Card readers allow students to check meal balance
A system to check meal balances online is in the planning stages.
Published Sept. 14, 2010
As of last week, students are able to check their meal plan balances via card readers located at the registers in the Emporium at Plaza 900, Time Out at the Pavilion at Dobbs and Rollins dining hall.
"The cashiers' registers could handle transactions but could not read balances," Campus Dining Services spokesman Andrew Lough said. "It was a priority to get a solution as quickly as possible."
Lough said the activity readers are easy to use; students simply swipe their cards to see their meal balances.
Due to a glitch in a software upgrade during the summer for the dining plan access system database, the dining halls no longer have the ability to tell customers the number of meals remaining on their cards. Students with EZ Charge or points can find out their weekly available balance by asking any dining hall cashier to do a balance inquiry.
"I haven't heard any complaints," Emporium Assistant Manager Kristen Hasan said. "The only thing is if the reader sits a while unused, you have to reset it and wait a little to be able to use it."
Time Out employee Lisa Lee said having the readers are easier for students and staff, because students no longer need staff's help to check their card balances.
Lough said before CDS installed the activity readers, its office phones were constantly ringing every day with students requesting the remaining amounts on their cards. The offices were receiving so many phone calls that it had to bring in more people just to answer the phones.
"I always just call the office and ask how many (meals) I used and how many I have left," freshman Britney Howard said. "I've never used the readers."

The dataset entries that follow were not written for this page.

use crate::align::scoring::ScoringScheme;
use crate::align::smith_waterman::local_align;
use crate::core::error::InvalidSequenceError;

pub use crate::align::edit_distance::levenshtein_distance;

/// Length and identity of the best local alignment of `query` against
/// `reference` under the default scoring scheme.
///
/// Returns `(matched_length, identity_count)`: the number of alignment
/// columns (matches, mismatches and gaps) and how many of them are identical.
///
/// # Errors
///
/// Returns `InvalidSequenceError` if either sequence holds a symbol the
/// aligner does not accept.
pub fn calc_identity(query: &[u8], reference: &[u8]) -> Result<(usize, usize), InvalidSequenceError> {
    let alignment = local_align(query, reference, &ScoringScheme::default())?;
    Ok((alignment.columns(), alignment.identities()))
}
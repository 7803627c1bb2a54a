//! Command-line interface for tagmatch.
//!
//! This module implements the CLI using clap. Available commands:
//!
//! - **index**: Build a k-mer index from a FASTA/FASTQ file of reference tags
//! - **classify**: Assign each read to its modal reference tag
//! - **align**: Locally align two sequences and report score and offsets
//!
//! ## Usage
//!
//! ```text
//! # Build an index once
//! tagmatch index tags.fa -o tags.idx -k 16
//!
//! # Classify reads against it
//! tagmatch classify reads.fq.gz --index tags.idx --threads 8
//!
//! # Or index on the fly, with alignment identity for every hit
//! tagmatch classify reads.fq --reference tags.fa -k 12 --identity --format tsv
//!
//! # Align a pair
//! tagmatch align CGGGTGTGACAGTCGTGCAG ACGGTGTGACAGTCGTGCAG
//! ```

use clap::{Parser, Subcommand};

pub mod align;
pub mod classify;
pub mod index;

#[derive(Parser)]
#[command(name = "tagmatch")]
#[command(author = "Fulcrum Genomics")]
#[command(version)]
#[command(about = "Classify short reads against reference tags by k-mer vote")]
#[command(
    long_about = "tagmatch assigns short nucleotide reads to the reference tag they most likely came from.\n\nIt builds a k-mer word index over the reference tags and picks, for each read, the tag that the most read k-mers point to. Matched pairs can be scored with Smith-Waterman local alignment and Levenshtein edit distance."
)]
pub struct Cli {
    #[command(subcommand)]
    pub command: Commands,

    /// Enable verbose output
    #[arg(short, long, global = true)]
    pub verbose: bool,

    /// Output format
    #[arg(short, long, global = true, default_value = "text")]
    pub format: OutputFormat,
}

#[derive(Subcommand)]
pub enum Commands {
    /// Build a k-mer index from reference tags
    Index(index::IndexArgs),

    /// Classify reads against reference tags
    Classify(classify::ClassifyArgs),

    /// Locally align two sequences
    Align(align::AlignArgs),
}

#[derive(Clone, Copy, Debug, clap::ValueEnum)]
pub enum OutputFormat {
    Text,
    Json,
    Tsv,
}
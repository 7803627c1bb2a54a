//! 2-bit nucleotide encoding and rolling k-mer keys.
//!
//! Encoding: A=0, C=1, G=2, T=3, so the complement of a code `c` is `3 - c`.
//! A word of up to [`MAX_WORD_LENGTH`] bases packs into one `u64`, first base
//! in the most significant position.

/// Longest word that fits a packed `u64` key
pub const MAX_WORD_LENGTH: usize = 32;

/// Lookup table from ASCII to 2-bit code; 4 marks a symbol outside {A,C,G,T}
const BASE_TO_CODE: [u8; 256] = {
    let mut table = [4u8; 256];
    table[b'A' as usize] = 0;
    table[b'C' as usize] = 1;
    table[b'G' as usize] = 2;
    table[b'T' as usize] = 3;
    table
};

const CODE_TO_BASE: [u8; 4] = [b'A', b'C', b'G', b'T'];

/// Encode a single uppercase nucleotide. Returns `None` for anything else.
#[inline]
#[must_use]
pub fn encode_base(base: u8) -> Option<u8> {
    match BASE_TO_CODE[base as usize] {
        4 => None,
        code => Some(code),
    }
}

/// Decode a 2-bit code back to its nucleotide
#[inline]
#[must_use]
pub fn decode_base(code: u8) -> u8 {
    CODE_TO_BASE[(code & 3) as usize]
}

/// Complement of a single nucleotide, passing other symbols through unchanged
#[inline]
#[must_use]
pub fn complement(base: u8) -> u8 {
    match base {
        b'A' => b'T',
        b'C' => b'G',
        b'G' => b'C',
        b'T' => b'A',
        other => other,
    }
}

/// Reverse complement of a sequence
#[must_use]
pub fn reverse_complement(seq: &[u8]) -> Vec<u8> {
    seq.iter().rev().map(|&b| complement(b)).collect()
}

/// Bit mask covering `k` packed bases
#[inline]
#[must_use]
pub fn word_mask(k: usize) -> u64 {
    if k >= MAX_WORD_LENGTH {
        u64::MAX
    } else {
        (1u64 << (2 * k)) - 1
    }
}

/// Pack a word of exactly `word.len()` bases. Returns `None` if the word is too
/// long or contains a symbol outside {A,C,G,T}.
#[must_use]
pub fn encode_word(word: &[u8]) -> Option<u64> {
    if word.len() > MAX_WORD_LENGTH {
        return None;
    }
    word.iter()
        .try_fold(0u64, |key, &b| encode_base(b).map(|c| (key << 2) | u64::from(c)))
}

/// Unpack a key into its `k` bases
#[must_use]
pub fn decode_word(key: u64, k: usize) -> Vec<u8> {
    (0..k)
        .rev()
        .map(|i| {
            #[allow(clippy::cast_possible_truncation)] // masked to 2 bits
            let code = ((key >> (2 * i)) & 3) as u8;
            decode_base(code)
        })
        .collect()
}

/// Reverse complement of a packed word of length `k`
#[must_use]
pub fn reverse_complement_word(key: u64, k: usize) -> u64 {
    let mut fwd = key;
    let mut rc = 0u64;
    for _ in 0..k {
        rc = (rc << 2) | (3 - (fwd & 3));
        fwd >>= 2;
    }
    rc
}

/// A valid window produced by [`KmerIter`]
#[derive(Debug, Clone, Copy, PartialEq, Eq)]
pub struct Kmer {
    /// 0-based start of the window
    pub position: usize,
    /// Packed forward-strand key
    pub forward: u64,
    /// Packed key of the window's reverse complement
    pub reverse: u64,
}

/// Rolling iterator over every complete `k`-window of a sequence.
///
/// Windows overlapping a symbol outside {A,C,G,T} are skipped; the roll
/// restarts after the offending symbol. Allocation free.
pub struct KmerIter<'a> {
    seq: &'a [u8],
    k: usize,
    mask: u64,
    rc_shift: usize,
    pos: usize,
    valid: usize,
    forward: u64,
    reverse: u64,
}

impl<'a> KmerIter<'a> {
    /// `k` must be in `1..=MAX_WORD_LENGTH`; callers validate it up front.
    #[must_use]
    pub fn new(seq: &'a [u8], k: usize) -> Self {
        debug_assert!((1..=MAX_WORD_LENGTH).contains(&k));
        Self {
            seq,
            k,
            mask: word_mask(k),
            rc_shift: 2 * (k - 1),
            pos: 0,
            valid: 0,
            forward: 0,
            reverse: 0,
        }
    }
}

impl Iterator for KmerIter<'_> {
    type Item = Kmer;

    fn next(&mut self) -> Option<Kmer> {
        while self.pos < self.seq.len() {
            let base = self.seq[self.pos];
            self.pos += 1;

            let Some(code) = encode_base(base) else {
                self.valid = 0;
                self.forward = 0;
                self.reverse = 0;
                continue;
            };

            let code = u64::from(code);
            self.forward = ((self.forward << 2) | code) & self.mask;
            self.reverse = (self.reverse >> 2) | ((3 - code) << self.rc_shift);
            self.valid += 1;

            if self.valid >= self.k {
                return Some(Kmer {
                    position: self.pos - self.k,
                    forward: self.forward,
                    reverse: self.reverse,
                });
            }
        }
        None
    }

    fn size_hint(&self) -> (usize, Option<usize>) {
        (0, Some(self.seq.len() - self.pos))
    }
}

#[cfg(test)]
mod tests {
    use super::*;

    #[test]
    fn test_encode_decode_word() {
        let key = encode_word(b"ACGT").unwrap();
        assert_eq!(key, 0b00_01_10_11);
        assert_eq!(decode_word(key, 4), b"ACGT");
    }

    #[test]
    fn test_encode_word_rejects_ambiguous() {
        assert!(encode_word(b"ACNT").is_none());
        assert!(encode_word(b"acgt").is_none());
    }

    #[test]
    fn test_reverse_complement() {
        assert_eq!(reverse_complement(b"AACG"), b"CGTT");
        assert_eq!(reverse_complement(b""), b"");
    }

    #[test]
    fn test_reverse_complement_word_matches_sequence() {
        let seq = b"GATTACAGG";
        let key = encode_word(seq).unwrap();
        let expected = encode_word(&reverse_complement(seq)).unwrap();
        assert_eq!(reverse_complement_word(key, seq.len()), expected);
    }

    #[test]
    fn test_kmer_iter_all_windows() {
        let kmers: Vec<Kmer> = KmerIter::new(b"ACGTA", 3).collect();
        assert_eq!(kmers.len(), 3);
        assert_eq!(kmers[0].position, 0);
        assert_eq!(kmers[0].forward, encode_word(b"ACG").unwrap());
        assert_eq!(kmers[2].forward, encode_word(b"GTA").unwrap());
        for kmer in &kmers {
            assert_eq!(kmer.reverse, reverse_complement_word(kmer.forward, 3));
        }
    }

    #[test]
    fn test_kmer_iter_skips_invalid_symbols() {
        let positions: Vec<usize> = KmerIter::new(b"ACGNACGT", 3).map(|k| k.position).collect();
        assert_eq!(positions, vec![0, 4, 5]);
    }

    #[test]
    fn test_kmer_iter_short_sequence() {
        assert_eq!(KmerIter::new(b"AC", 3).count(), 0);
    }

    #[test]
    fn test_kmer_iter_full_width_word() {
        let seq = b"ACGTACGTACGTACGTACGTACGTACGTACGTA";
        let kmers: Vec<Kmer> = KmerIter::new(seq, MAX_WORD_LENGTH).collect();
        assert_eq!(kmers.len(), 2);
        assert_eq!(kmers[1].forward, encode_word(&seq[1..]).unwrap());
        assert_eq!(
            kmers[1].reverse,
            encode_word(&reverse_complement(&seq[1..])).unwrap()
        );
    }
}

Lough said CDS has received mostly positive feedback from customers. Students no longer have to wait on the phone for employees to look up their information and the office is receiving many fewer phone calls.
"The readers make checking my balance a lot easier because the dining hall services number they give you to call is only open at certain times," freshman Mike Roth said.

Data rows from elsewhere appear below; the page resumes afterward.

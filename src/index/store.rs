use rustc_hash::FxHashMap;
use serde::{Deserialize, Serialize};
use std::fs::File;
use std::io::{BufWriter, Write};
use std::path::Path;
use thiserror::Error;
use tracing::debug;

use crate::core::kmer::encode_word;
use crate::core::reference::ReferenceSet;
use crate::core::types::TagId;
use crate::index::builder::{IndexConfig, IndexStats};

#[derive(Error, Debug)]
pub enum IndexFileError {
    #[error("Failed to access index file: {0}")]
    Io(#[from] std::io::Error),

    #[error("Failed to encode index: {0}")]
    Encode(#[from] bincode::Error),

    #[error("Index format version mismatch (expected {expected}, found {found})")]
    VersionMismatch { expected: u32, found: u32 },

    #[error("Index file is corrupt: {0}")]
    Corrupt(String),
}

/// Index file format version for compatibility checking
pub const INDEX_FORMAT_VERSION: u32 = 1;

/// Range of one word's tag ids inside the arena
#[derive(Debug, Clone, Copy, PartialEq, Eq, Serialize, Deserialize)]
pub struct Bucket {
    start: u32,
    len: u32,
}

impl Bucket {
    /// `None` if either bound does not fit a `u32`
    pub(crate) fn new(start: usize, len: usize) -> Option<Self> {
        let end = u32::try_from(start.checked_add(len)?).ok()?;
        let len = u32::try_from(len).ok()?;
        Some(Self {
            start: end - len,
            len,
        })
    }

    fn range(self) -> std::ops::Range<usize> {
        let start = self.start as usize;
        start..start + self.len as usize
    }
}

/// Immutable k-mer index over a reference set.
///
/// Every word maps to a bucket of the tag ids containing it, stored as a
/// range into one contiguous arena. Built once with [`KmerIndex::build`] and
/// shared read-only across matchers and threads.
#[derive(Debug, Clone, Serialize, Deserialize)]
pub struct KmerIndex {
    pub(crate) config: IndexConfig,
    pub(crate) references: ReferenceSet,
    pub(crate) buckets: FxHashMap<u64, Bucket>,
    pub(crate) arena: Vec<TagId>,
    pub(crate) stats: IndexStats,
}

impl KmerIndex {
    /// Tag ids whose sequence contains `word`. Empty when the word is absent,
    /// has the wrong length, or contains a symbol outside {A,C,G,T}.
    #[must_use]
    pub fn lookup(&self, word: &[u8]) -> &[TagId] {
        if word.len() != self.config.word_length {
            return &[];
        }
        encode_word(word).map_or(&[], |key| self.lookup_key(key))
    }

    /// Tag ids stored under a packed word key
    #[inline]
    #[must_use]
    pub fn lookup_key(&self, key: u64) -> &[TagId] {
        self.buckets
            .get(&key)
            .and_then(|bucket| self.arena.get(bucket.range()))
            .unwrap_or(&[])
    }

    #[must_use]
    pub fn word_length(&self) -> usize {
        self.config.word_length
    }

    #[must_use]
    pub fn config(&self) -> &IndexConfig {
        &self.config
    }

    #[must_use]
    pub fn references(&self) -> &ReferenceSet {
        &self.references
    }

    #[must_use]
    pub fn stats(&self) -> &IndexStats {
        &self.stats
    }

    /// Number of distinct words kept
    #[must_use]
    pub fn len(&self) -> usize {
        self.buckets.len()
    }

    #[must_use]
    pub fn is_empty(&self) -> bool {
        self.buckets.is_empty()
    }

    /// Iterate `(key, ids)` for every kept word, in no particular order
    pub fn words(&self) -> impl Iterator<Item = (u64, &[TagId])> {
        self.buckets.keys().map(|&key| (key, self.lookup_key(key)))
    }

    /// Write the index to `path` in the binary index format
    ///
    /// # Errors
    ///
    /// Returns `IndexFileError` if the file cannot be created or written.
    pub fn save(&self, path: &Path) -> Result<(), IndexFileError> {
        let file = IndexFileRef {
            version: INDEX_FORMAT_VERSION,
            created_at: chrono::Utc::now().to_rfc3339(),
            index: self,
        };
        let mut writer = BufWriter::new(File::create(path)?);
        bincode::serialize_into(&mut writer, &file)?;
        writer.flush()?;
        debug!("Wrote index with {} words to {}", self.len(), path.display());
        Ok(())
    }

    /// Load an index previously written by [`KmerIndex::save`]
    ///
    /// # Errors
    ///
    /// Returns `IndexFileError` if the file cannot be read, was written by a
    /// different format version, or fails consistency checks.
    pub fn load(path: &Path) -> Result<Self, IndexFileError> {
        let file = IndexFile::load(path)?;
        debug!(
            "Loaded index created at {} with {} words",
            file.created_at,
            file.index.len()
        );
        Ok(file.index)
    }

    fn check_consistency(&self) -> Result<(), IndexFileError> {
        self.config
            .validate()
            .map_err(|e| IndexFileError::Corrupt(e.to_string()))?;

        for bucket in self.buckets.values() {
            let range = bucket.range();
            if bucket.len == 0 || range.end > self.arena.len() {
                return Err(IndexFileError::Corrupt(format!(
                    "bucket {}..{} outside arena of {}",
                    range.start,
                    range.end,
                    self.arena.len()
                )));
            }
        }

        if let Some(id) = self
            .arena
            .iter()
            .find(|id| id.index() >= self.references.len())
        {
            return Err(IndexFileError::Corrupt(format!(
                "tag id {id} outside reference set of {}",
                self.references.len()
            )));
        }
        Ok(())
    }
}

/// On-disk index with its format version and creation time
#[derive(Debug, Clone, Serialize, Deserialize)]
pub struct IndexFile {
    pub version: u32,
    pub created_at: String,
    pub index: KmerIndex,
}

#[derive(Serialize)]
struct IndexFileRef<'a> {
    version: u32,
    created_at: String,
    index: &'a KmerIndex,
}

impl IndexFile {
    /// # Errors
    ///
    /// Returns `IndexFileError` if the file cannot be read, was written by a
    /// different format version, or fails consistency checks.
    pub fn load(path: &Path) -> Result<Self, IndexFileError> {
        let bytes = std::fs::read(path)?;

        // Version leads the encoding, so check it before decoding the rest
        let found: u32 = bincode::deserialize(&bytes)?;
        if found != INDEX_FORMAT_VERSION {
            return Err(IndexFileError::VersionMismatch {
                expected: INDEX_FORMAT_VERSION,
                found,
            });
        }

        let file: Self = bincode::deserialize(&bytes)?;
        file.index.check_consistency()?;
        Ok(file)
    }
}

Freshman Caroline Sanner said she used the scanner a couple days ago and found it convenient.
"I like not having to wait in line at the dining halls to check my meal balance," Sanner said.
CDS also upgraded many of the cash register systems in various dining halls.
"With the new system, you have to swipe out one meal at a time and sometimes it freezes up," Lee said. "But overall, the new computer systems are simpler to use than the old ones."
Lough said the biggest project in the near future for CDS is a collaborative effort with the Division of Information Technology to set up an online ID card system. Once installed, students will be able to login to a website for balance inquiry and to update their meal plans.